White graduated in 1967 from the University of Oklahoma with a bachelor's degree in journalism-broadcasting. He was a sportswriter for the Denver Post, Arizona Republic and Oklahoma Journal before entering the corporate world and writing speeches for top executives at The Goodyear Tire & Rubber Company, Control Data Corporation and Eastman Chemical Company.

At Eastman, a manufacturer of plastics, chemicals and fibers, he established an award-winning website, the Eastman Innovation Lab, which used storytelling to bridge the communications gap between the materials and design worlds.

White received a personal recognition award from the Industrial Designers Society of America (IDSA) in 2010 for his support of design education and being a “great builder of bridges” between the manufacturing and design communities.

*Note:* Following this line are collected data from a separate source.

//! # AQI Core
//!
//! Crate compartilhada entre o coletor de borda e o servidor de ingestão:
//! decodificação do frame do sensor, protocolo de rede autenticado,
//! conversão PM2.5 → AQI e configuração TOML.
//!
//! ## Módulos
//! - [`frame`] – Frames binários de 32 bytes do PMS5003
//! - [`types`] – Medição, identidade do sensor, conversão de timestamps
//! - [`protocol`] – Payload JSON do endpoint `/data`
//! - [`auth`] – Salt e digest sha256 do segredo compartilhado
//! - [`aqi`] – Tabela EPA com extensão linear acima de 500
//! - [`config`] – Configuração unificada via TOML

pub mod aqi;
pub mod auth;
pub mod config;
pub mod frame;
pub mod protocol;
pub mod types;

// Re-exports convenientes
pub use aqi::convert_aqi;
pub use config::{AppConfig, ReceiverConfig, SenderConfig};
pub use frame::{Frame, FrameDecoder, FrameError};
pub use protocol::{DataMessage, ProtocolError};
pub use types::{Measurement, SensorIdentity};
//! Configuração unificada via TOML.
//!
//! Um único `config.toml` com uma seção para o coletor (`[sender]`) e outra
//! para o servidor de ingestão (`[receiver]`).

use crate::types::SensorIdentity;
use serde::{Deserialize, Serialize};
use std::path::{Path, PathBuf};
use tracing::{info, warn};

/// Origem das medições no coletor.
#[derive(Debug, Clone, Copy, PartialEq, Eq, Serialize, Deserialize)]
#[serde(rename_all = "lowercase")]
pub enum SourceKind {
    /// Frames binários do PMS5003 direto da UART
    Pms5003,
    /// Uma linha JSON por leitura (ponte serial via microcontrolador)
    Jsonl,
}

/// Configuração do Sender (coletor na borda).
#[derive(Debug, Clone, Serialize, Deserialize)]
#[serde(default)]
pub struct SenderConfig {
    /// Id numérico do sensor (legado; usado se `sensor_name` estiver vazio)
    pub sensor_id: Option<i64>,
    /// Nome do sensor, resolvido no servidor
    pub sensor_name: String,
    /// URL do endpoint `/data`
    pub url: String,
    /// Segredo compartilhado com o servidor
    pub password: String,
    /// Device de leitura (UART ou arquivo)
    pub device: String,
    /// Formato do device
    pub source: SourceKind,
    /// Intervalo entre tentativas de envio (segundos)
    pub flush_interval_secs: f64,
    /// Timeout do POST (segundos)
    pub timeout_secs: f64,
    /// Envia também os 12 campos brutos do frame
    pub send_raw_fields: bool,
    /// Espera antes de reabrir o device após EOF/erro (segundos)
    pub reopen_delay_secs: f64,
    /// Loga cada leitura recebida
    pub verbose: bool,
}

impl Default for SenderConfig {
    fn default() -> Self {
        Self {
            sensor_id: None,
            sensor_name: String::new(),
            url: "http://127.0.0.1:15000/data".into(),
            password: String::new(),
            device: "/dev/ttyS0".into(),
            source: SourceKind::Pms5003,
            flush_interval_secs: 15.0,
            timeout_secs: 30.0,
            send_raw_fields: false,
            reopen_delay_secs: 2.0,
            verbose: false,
        }
    }
}

impl SenderConfig {
    /// Identidade configurada: nome tem precedência sobre id.
    pub fn identity(&self) -> Option<SensorIdentity> {
        if !self.sensor_name.is_empty() {
            Some(SensorIdentity::Name(self.sensor_name.clone()))
        } else {
            self.sensor_id.map(SensorIdentity::Id)
        }
    }
}

/// Sensor pré-cadastrado na inicialização do servidor.
#[derive(Debug, Clone, PartialEq, Serialize, Deserialize)]
pub struct SensorSeed {
    pub name: String,
    #[serde(default, skip_serializing_if = "Option::is_none")]
    pub id: Option<i64>,
    #[serde(default, skip_serializing_if = "Option::is_none")]
    pub macaddr: Option<String>,
}

/// Tipos de dado conhecidos por padrão (PMS5003, Enviro+ e o AQI derivado).
pub fn default_datatypes() -> Vec<String> {
    let mut names: Vec<String> = [
        "pm1.0",
        "pm2.5",
        "pm10.0",
        "aqi2.5",
        "temperature_C",
        "humidity_perc",
        "pressure_hPa",
        "brightness_lux",
        "oxidizing_ohms",
        "reducing_ohms",
        "nh3_ohms",
    ]
    .iter()
    .map(|s| s.to_string())
    .collect();
    names.extend(crate::frame::FIELD_NAMES.iter().map(|s| s.to_string()));
    names
}

/// Configuração do Receiver (servidor de ingestão).
#[derive(Debug, Clone, Serialize, Deserialize)]
#[serde(default)]
pub struct ReceiverConfig {
    /// Endereço de bind HTTP
    pub bind: String,
    /// Porta HTTP
    pub port: u16,
    /// Segredo compartilhado com os coletores
    pub password: String,
    /// Caminho do banco SQLite
    pub database_path: String,
    /// Linhas por transação
    pub chunk_size: usize,
    /// Prazo para gravar um lote (segundos); chunks restantes são descartados
    pub insert_deadline_secs: f64,
    /// Comando de notificação "dados novos" (argv; vazio = desligado).
    /// `{sensor}` é substituído pelo nome do sensor.
    pub notify_command: Vec<String>,
    /// Tipos de dado cadastrados na inicialização
    pub datatypes: Vec<String>,
    /// Sensores cadastrados na inicialização
    pub sensors: Vec<SensorSeed>,
}

impl Default for ReceiverConfig {
    fn default() -> Self {
        Self {
            bind: "0.0.0.0".into(),
            port: 15000,
            password: String::new(),
            database_path: "airquality.db".into(),
            chunk_size: 2000,
            insert_deadline_secs: 20.0,
            notify_command: Vec::new(),
            datatypes: default_datatypes(),
            sensors: Vec::new(),
        }
    }
}

/// Configuração raiz do aplicativo (unifica sender e receiver).
#[derive(Debug, Clone, Default, Serialize, Deserialize)]
#[serde(default)]
pub struct AppConfig {
    pub sender: SenderConfig,
    pub receiver: ReceiverConfig,
}

impl AppConfig {
    /// Carrega configuração de um arquivo TOML.
    pub fn load(path: &Path) -> Self {
        if path.exists() {
            match std::fs::read_to_string(path) {
                Ok(content) => match toml::from_str::<AppConfig>(&content) {
                    Ok(config) => {
                        info!("Configuração carregada de {}", path.display());
                        return config;
                    }
                    Err(e) => {
                        warn!("Erro ao parsear {}: {}", path.display(), e);
                    }
                },
                Err(e) => {
                    warn!("Erro ao ler {}: {}", path.display(), e);
                }
            }
        }

        info!("Usando configuração padrão");
        AppConfig::default()
    }

    /// Salva configuração em arquivo TOML.
    pub fn save(&self, path: &Path) -> Result<(), String> {
        let content = toml::to_string_pretty(self).map_err(|e| e.to_string())?;
        std::fs::write(path, content).map_err(|e| e.to_string())?;
        info!("Configuração salva em {}", path.display());
        Ok(())
    }

    /// Retorna o caminho padrão do config.toml.
    pub fn default_path() -> PathBuf {
        let exe_dir = std::env::current_exe()
            .map(|p| p.parent().unwrap_or(Path::new(".")).to_path_buf())
            .unwrap_or_else(|_| PathBuf::from("."));
        exe_dir.join("config.toml")
    }

    /// Valida a seção do sender e retorna lista de erros.
    pub fn validate_sender(&self) -> Vec<String> {
        let s = &self.sender;
        let mut errors = Vec::new();

        match s.sensor_id {
            Some(id) if id <= 0 && s.sensor_name.is_empty() => {
                errors.push(format!("sensor_id deve ser > 0 (recebido {id})"));
            }
            None if s.sensor_name.is_empty() => {
                errors.push("Defina sensor_name ou sensor_id".into());
            }
            _ => {}
        }
        if s.url.is_empty() {
            errors.push("URL do servidor não pode ser vazia".into());
        }
        if s.password.is_empty() {
            errors.push("Senha do sender não pode ser vazia".into());
        }
        if !(0.1..=3600.0).contains(&s.flush_interval_secs) {
            errors.push(format!(
                "Intervalo de envio inválido: {} (0.1–3600.0)",
                s.flush_interval_secs
            ));
        }
        if !(s.timeout_secs.is_finite() && s.timeout_secs > 0.0) {
            errors.push(format!("Timeout inválido: {}", s.timeout_secs));
        }
        if !(s.reopen_delay_secs.is_finite() && s.reopen_delay_secs >= 0.0) {
            errors.push(format!(
                "Espera de reabertura inválida: {}",
                s.reopen_delay_secs
            ));
        }

        errors
    }

    /// Valida a seção do receiver e retorna lista de erros.
    pub fn validate_receiver(&self) -> Vec<String> {
        let r = &self.receiver;
        let mut errors = Vec::new();

        if r.port == 0 {
            errors.push("Porta do receiver não pode ser 0".into());
        }
        if r.password.is_empty() {
            errors.push("Senha do receiver não pode ser vazia".into());
        }
        if r.chunk_size == 0 {
            errors.push("chunk_size deve ser > 0".into());
        }
        if !(r.insert_deadline_secs.is_finite() && r.insert_deadline_secs > 0.0) {
            errors.push(format!(
                "Prazo de gravação inválido: {}",
                r.insert_deadline_secs
            ));
        }
        for sensor in &r.sensors {
            if sensor.name.is_empty() {
                errors.push("Sensor cadastrado sem nome".into());
            }
        }

        errors
    }
}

In 2011, White was awarded an honorary lifetime membership in the Industrial Designers Society of America (IDSA). “At heart, Gaylon White is a storyteller,” Bob Grace of Plastics News wrote on White's retirement from Eastman in 2012. “Others would do well to learn from his story.”

In 2015 the Industrial Designers Society of America (IDSA) selected him as one of its 50 most notable members from the past 50 years.

White is a member of the Industrial Designers Society of America and Society for American Baseball Research. He lives in Kingsport, Tennessee.

Sportswriting career

Coach of a Lifetime is the inspirational story of a high school football coach who motivates and encourages ordinary kids to do extraordinary things on and off the field. “You’re one in a million,” Nick Saban of the University of Alabama said of Coach Cook on his induction into the Louisiana Sports Hall of Fame in 2018. Widely considered the greatest coach in college football history, Saban wrote the foreword to the book. [1]

The Best Little Baseball Town in the World is the amazing story of Crowley, Louisiana, in the 1950s. The book has it all — tragedy and triumph; mystery and mayhem; good and bad guys; the renowned and the unknown; even a famous biscuit recipe.

Left On Base in the Bush Leagues profiles some of the most colorful characters from baseball's golden era. It includes the stories of players such as Ron Necciai, the only pitcher in history to strike out 27 batters in a nine-inning game; Joe Brovia, a hitter who cursed pitchers, and then, hit the cover off the ball; Bob Dillinger, a perennial .300 hitter in the majors, who was exiled to the minors because he didn't give team management the respect they wanted. [2]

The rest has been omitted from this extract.